__PROBLEM DETAILS__
Using the records below, repeat exactly the lines from the one holding "f.write_str(self.as_str())" through the one holding "pub name: &'static", both ends included, and no others.

• • • • • • •

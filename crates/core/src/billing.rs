//! Billing override and plan entitlement predicates.
//!
//! These are the only pieces of real domain logic in the client: they are
//! evaluated in several pages (org billing view, super-admin org editor)
//! and must stay numerically and temporally consistent everywhere. Callers
//! always pass a live `Utc::now()` so the "active" state is re-derived at
//! render time, never from a cached timestamp.
//!
//! The resolution order mirrors the backend's entitlement logic exactly:
//! active override, then active/trialing subscription, then inactive.

use chrono::{DateTime, Utc};
use serde::{Deserialize, Serialize};

// =============================================================================
// Billing override
// =============================================================================

/// Administrator-set exception to standard plan limits, optionally
/// time-bounded. Stored per organization.
#[derive(Debug, Clone, PartialEq, Eq, Default, Serialize, Deserialize)]
pub struct BillingOverride {
    /// Whether the override is switched on at all.
    pub enabled: bool,
    /// Vessel-count ceiling while the override is active. `None` = unlimited.
    pub vessel_limit: Option<u32>,
    /// When the override stops applying. `None` = no expiry.
    pub expires_at: Option<DateTime<Utc>>,
    /// Free-text justification entered by the super-admin.
    pub reason: Option<String>,
}

impl BillingOverride {
    /// Whether the override applies at `now`.
    ///
    /// An override is active iff it is enabled and either has no expiry or
    /// the expiry is strictly in the future. An expiry exactly equal to
    /// `now` counts as expired.
    #[must_use]
    pub fn is_active(&self, now: DateTime<Utc>) -> bool {
        self.enabled && self.expires_at.is_none_or(|expires| expires > now)
    }
}

// =============================================================================
// Effective entitlement
// =============================================================================

/// Subscription statuses that grant access. Matches the backend's check.
const ACTIVE_SUBSCRIPTION_STATUSES: &[&str] = &["active", "trialing"];

/// Whether a subscription status string grants access on its own.
#[must_use]
pub fn subscription_is_active(status: Option<&str>) -> bool {
    status.is_some_and(|s| ACTIVE_SUBSCRIPTION_STATUSES.contains(&s))
}

/// Billing-relevant fields of an organization, as read from the API.
#[derive(Debug, Clone, PartialEq, Eq, Default)]
pub struct OrgBilling {
    /// Stripe subscription status ("active", "trialing", "past_due", ...).
    pub subscription_status: Option<String>,
    /// Vessel limit from the subscribed plan. `None` = unlimited.
    pub plan_vessel_limit: Option<u32>,
    /// The organization's billing override, if any fields are set.
    pub billing_override: BillingOverride,
}

/// Effective entitlement for an organization after override precedence.
#[derive(Debug, Clone, Copy, PartialEq, Eq)]
pub struct Entitlement {
    /// Whether the organization may use the product at all.
    pub is_active: bool,
    /// Vessel-count ceiling actually enforced. `None` = unlimited.
    pub vessel_limit: Option<u32>,
}

/// Resolve the effective entitlement for an organization at `now`.
///
/// Priority order:
/// 1. Billing override (if enabled and not expired)
/// 2. Subscription (if active/trialing)
/// 3. Otherwise: inactive
#[must_use]
pub fn effective_entitlement(billing: &OrgBilling, now: DateTime<Utc>) -> Entitlement {
    if billing.billing_override.is_active(now) {
        return Entitlement {
            is_active: true,
            vessel_limit: billing.billing_override.vessel_limit,
        };
    }

    if subscription_is_active(billing.subscription_status.as_deref()) {
        return Entitlement {
            is_active: true,
            vessel_limit: billing.plan_vessel_limit,
        };
    }

    Entitlement {
        is_active: false,
        vessel_limit: None,
    }
}

// =============================================================================
// Plan catalog
// =============================================================================

/// Identifier of a subscription plan. Wire format is the lower-case name.
#[derive(Debug, Clone, Copy, PartialEq, Eq, Hash, Serialize, Deserialize)]
#[serde(rename_all = "lowercase")]
pub enum PlanId {
    Starter,
    Standard,
    Pro,
    Unlimited,
}

impl PlanId {
    /// Wire name of the plan, as the backend and checkout endpoint expect.
    #[must_use]
    pub const fn as_str(self) -> &'static str {
        match self {
            Self::Starter => "starter",
            Self::Standard => "standard",
            Self::Pro => "pro",
            Self::Unlimited => "unlimited",
        }
    }
}

impl std::fmt::Display for PlanId {
    fn fmt(&self, f: &mut std::fmt::Formatter<'_>) -> std::fmt::Result {
        f.write_str(self.as_str())
    }
}

impl std::str::FromStr for PlanId {
    type Err = String;

    fn from_str(s: &str) -> Result<Self, Self::Err> {
        match s {
            "starter" => Ok(Self::Starter),
            "standard" => Ok(Self::Standard),
            "pro" => Ok(Self::Pro),
            "unlimited" => Ok(Self::Unlimited),
            _ => Err(format!("invalid plan: {s}")),
        }
    }
}

/// A subscription plan as displayed in the plan picker.
///
/// This catalog is client-embedded and display-only. The authoritative
/// limit check happens server-side; nothing here enforces anything.
#[derive(Debug, Clone, Copy, PartialEq, Eq)]
pub struct Plan {
    pub id: PlanId,
    pub name: &'static str,
    /// Vessel limit of the plan. `None` = unlimited.
    pub vessel_limit: Option<u32>,
    /// Monthly price in whole USD.
    pub monthly_price_usd: u32,
}

/// All purchasable plans, in ascending order.
pub const PLANS: [Plan; 4] = [
    Plan {
        id: PlanId::Starter,
        name: "Starter",
        vessel_limit: Some(3),
        monthly_price_usd: 19,
    },
    Plan {
        id: PlanId::Standard,
        name: "Standard",
        vessel_limit: Some(5),
        monthly_price_usd: 49,
    },
    Plan {
        id: PlanId::Pro,
        name: "Pro",
        vessel_limit: Some(10),
        monthly_price_usd: 99,
    },
    Plan {
        id: PlanId::Unlimited,
        name: "Unlimited",
        vessel_limit: None,
        monthly_price_usd: 199,
    },
];

impl Plan {
    /// Look up a plan by its identifier.
    #[must_use]
    pub fn by_id(id: PlanId) -> Self {
        // PLANS covers every PlanId variant.
        PLANS
            .iter()
            .copied()
            .find(|p| p.id == id)
            .unwrap_or(PLANS[0])
    }
}

/// How a listed plan relates to the organization's current subscription.
///
/// Drives button labels only ("Current Plan" / "Upgrade" / "Change Plan").
#[derive(Debug, Clone, Copy, PartialEq, Eq)]
pub enum PlanFit {
    /// This is the organization's current plan.
    Current,
    /// Strictly more capacity than the current effective limit.
    Upgrade,
    /// Lateral move or downgrade.
    Other,
}

/// Classify `plan` against the current plan and the current effective limit.
///
/// `Current` iff identifiers match. `Upgrade` if the plan is the unlimited
/// tier and is not current, or its finite limit exceeds the current
/// effective limit. Anything else is `Other`.
#[must_use]
pub fn classify_plan(
    plan: &Plan,
    current: Option<PlanId>,
    effective_limit: Option<u32>,
) -> PlanFit {
    if current == Some(plan.id) {
        return PlanFit::Current;
    }

    match (plan.vessel_limit, effective_limit) {
        // Unlimited tier is an upgrade whenever it is not current.
        (None, _) => PlanFit::Upgrade,
        // A finite plan never upgrades an unlimited entitlement.
        (Some(_), None) => PlanFit::Other,
        (Some(plan_limit), Some(current_limit)) if plan_limit > current_limit => PlanFit::Upgrade,
        _ => PlanFit::Other,
    }
}

#[cfg(test)]
#[allow(clippy::unwrap_used)]
mod tests {
    use super::*;
    use chrono::TimeDelta;

    fn override_with(enabled: bool, expires_at: Option<DateTime<Utc>>) -> BillingOverride {
        BillingOverride {
            enabled,
            vessel_limit: Some(25),
            expires_at,
            reason: None,
        }
    }

    #[test]
    fn test_override_active_no_expiry() {
        let now = Utc::now();
        assert!(override_with(true, None).is_active(now));
    }

    #[test]
    fn test_override_active_future_expiry() {
        let now = Utc::now();
        let future = now + TimeDelta::hours(1);
        assert!(override_with(true, Some(future)).is_active(now));
    }

    #[test]
    fn test_override_inactive_past_expiry() {
        let now = Utc::now();
        let past = now - TimeDelta::hours(1);
        assert!(!override_with(true, Some(past)).is_active(now));
    }

    #[test]
    fn test_override_inactive_at_boundary_instant() {
        // Expiry exactly equal to now is inactive, not active.
        let now = Utc::now();
        assert!(!override_with(true, Some(now)).is_active(now));
    }

    #[test]
    fn test_override_disabled_never_active() {
        let now = Utc::now();
        let future = now + TimeDelta::days(30);
        assert!(!override_with(false, Some(future)).is_active(now));
        assert!(!override_with(false, None).is_active(now));
    }

    #[test]
    fn test_subscription_is_active() {
        assert!(subscription_is_active(Some("active")));
        assert!(subscription_is_active(Some("trialing")));
        assert!(!subscription_is_active(Some("past_due")));
        assert!(!subscription_is_active(Some("canceled")));
        assert!(!subscription_is_active(None));
    }

    #[test]
    fn test_entitlement_override_beats_subscription() {
        let now = Utc::now();
        let billing = OrgBilling {
            subscription_status: Some("active".to_owned()),
            plan_vessel_limit: Some(5),
            billing_override: BillingOverride {
                enabled: true,
                vessel_limit: Some(25),
                expires_at: None,
                reason: Some("pilot program".to_owned()),
            },
        };

        let entitlement = effective_entitlement(&billing, now);
        assert!(entitlement.is_active);
        assert_eq!(entitlement.vessel_limit, Some(25));
    }

    #[test]
    fn test_entitlement_active_override_unlimited() {
        let now = Utc::now();
        let billing = OrgBilling {
            subscription_status: None,
            plan_vessel_limit: None,
            billing_override: BillingOverride {
                enabled: true,
                vessel_limit: None,
                expires_at: None,
                reason: None,
            },
        };

        let entitlement = effective_entitlement(&billing, now);
        assert!(entitlement.is_active);
        assert_eq!(entitlement.vessel_limit, None);
    }

    #[test]
    fn test_entitlement_expired_override_falls_back_to_plan() {
        let now = Utc::now();
        let billing = OrgBilling {
            subscription_status: Some("trialing".to_owned()),
            plan_vessel_limit: Some(10),
            billing_override: BillingOverride {
                enabled: true,
                vessel_limit: Some(25),
                expires_at: Some(now - TimeDelta::minutes(1)),
                reason: None,
            },
        };

        let entitlement = effective_entitlement(&billing, now);
        assert!(entitlement.is_active);
        assert_eq!(entitlement.vessel_limit, Some(10));
    }

    #[test]
    fn test_entitlement_inactive_without_override_or_subscription() {
        let billing = OrgBilling {
            subscription_status: Some("canceled".to_owned()),
            plan_vessel_limit: Some(5),
            billing_override: BillingOverride::default(),
        };

        let entitlement = effective_entitlement(&billing, Utc::now());
        assert!(!entitlement.is_active);
        assert_eq!(entitlement.vessel_limit, None);
    }

    #[test]
    fn test_plan_id_roundtrip() {
        for plan in PLANS {
            let parsed: PlanId = plan.id.as_str().parse().unwrap();
            assert_eq!(parsed, plan.id);
        }
        assert!("platinum".parse::<PlanId>().is_err());
    }

    #[test]
    fn test_classify_current_iff_ids_match() {
        for plan in &PLANS {
            assert_eq!(
                classify_plan(plan, Some(plan.id), plan.vessel_limit),
                PlanFit::Current
            );
        }
    }

    #[test]
    fn test_classify_unlimited_is_upgrade_when_not_current() {
        let unlimited = Plan::by_id(PlanId::Unlimited);
        assert_eq!(
            classify_plan(&unlimited, Some(PlanId::Starter), Some(3)),
            PlanFit::Upgrade
        );
        assert_eq!(classify_plan(&unlimited, None, None), PlanFit::Upgrade);
    }

    #[test]
    fn test_classify_bigger_limit_is_upgrade() {
        let pro = Plan::by_id(PlanId::Pro);
        assert_eq!(
            classify_plan(&pro, Some(PlanId::Standard), Some(5)),
            PlanFit::Upgrade
        );
    }

    #[test]
    fn test_classify_smaller_limit_is_other() {
        let starter = Plan::by_id(PlanId::Starter);
        assert_eq!(
            classify_plan(&starter, Some(PlanId::Pro), Some(10)),
            PlanFit::Other
        );
    }

    #[test]
    fn test_classify_finite_never_upgrades_unlimited() {
        let pro = Plan::by_id(PlanId::Pro);
        assert_eq!(
            classify_plan(&pro, Some(PlanId::Unlimited), None),
            PlanFit::Other
        );
    }

    #[test]
    fn test_classify_against_override_raised_limit() {
        // An active override can raise the effective limit past every
        // finite plan, leaving only the unlimited tier as an upgrade.
        let pro = Plan::by_id(PlanId::Pro);
        assert_eq!(
            classify_plan(&pro, Some(PlanId::Starter), Some(25)),
            PlanFit::Other
        );
    }
}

• • • • • • •

__TASK OUTPUT__
        f.write_str(self.as_str())
    }
}

impl std::str::FromStr for PlanId {
    type Err = String;

    fn from_str(s: &str) -> Result<Self, Self::Err> {
        match s {
            "starter" => Ok(Self::Starter),
            "standard" => Ok(Self::Standard),
            "pro" => Ok(Self::Pro),
            "unlimited" => Ok(Self::Unlimited),
            _ => Err(format!("invalid plan: {s}")),
        }
    }
}

/// A subscription plan as displayed in the plan picker.
///
/// This catalog is client-embedded and display-only. The authoritative
/// limit check happens server-side; nothing here enforces anything.
#[derive(Debug, Clone, Copy, PartialEq, Eq)]
pub struct Plan {
    pub id: PlanId,
    pub name: &'static str,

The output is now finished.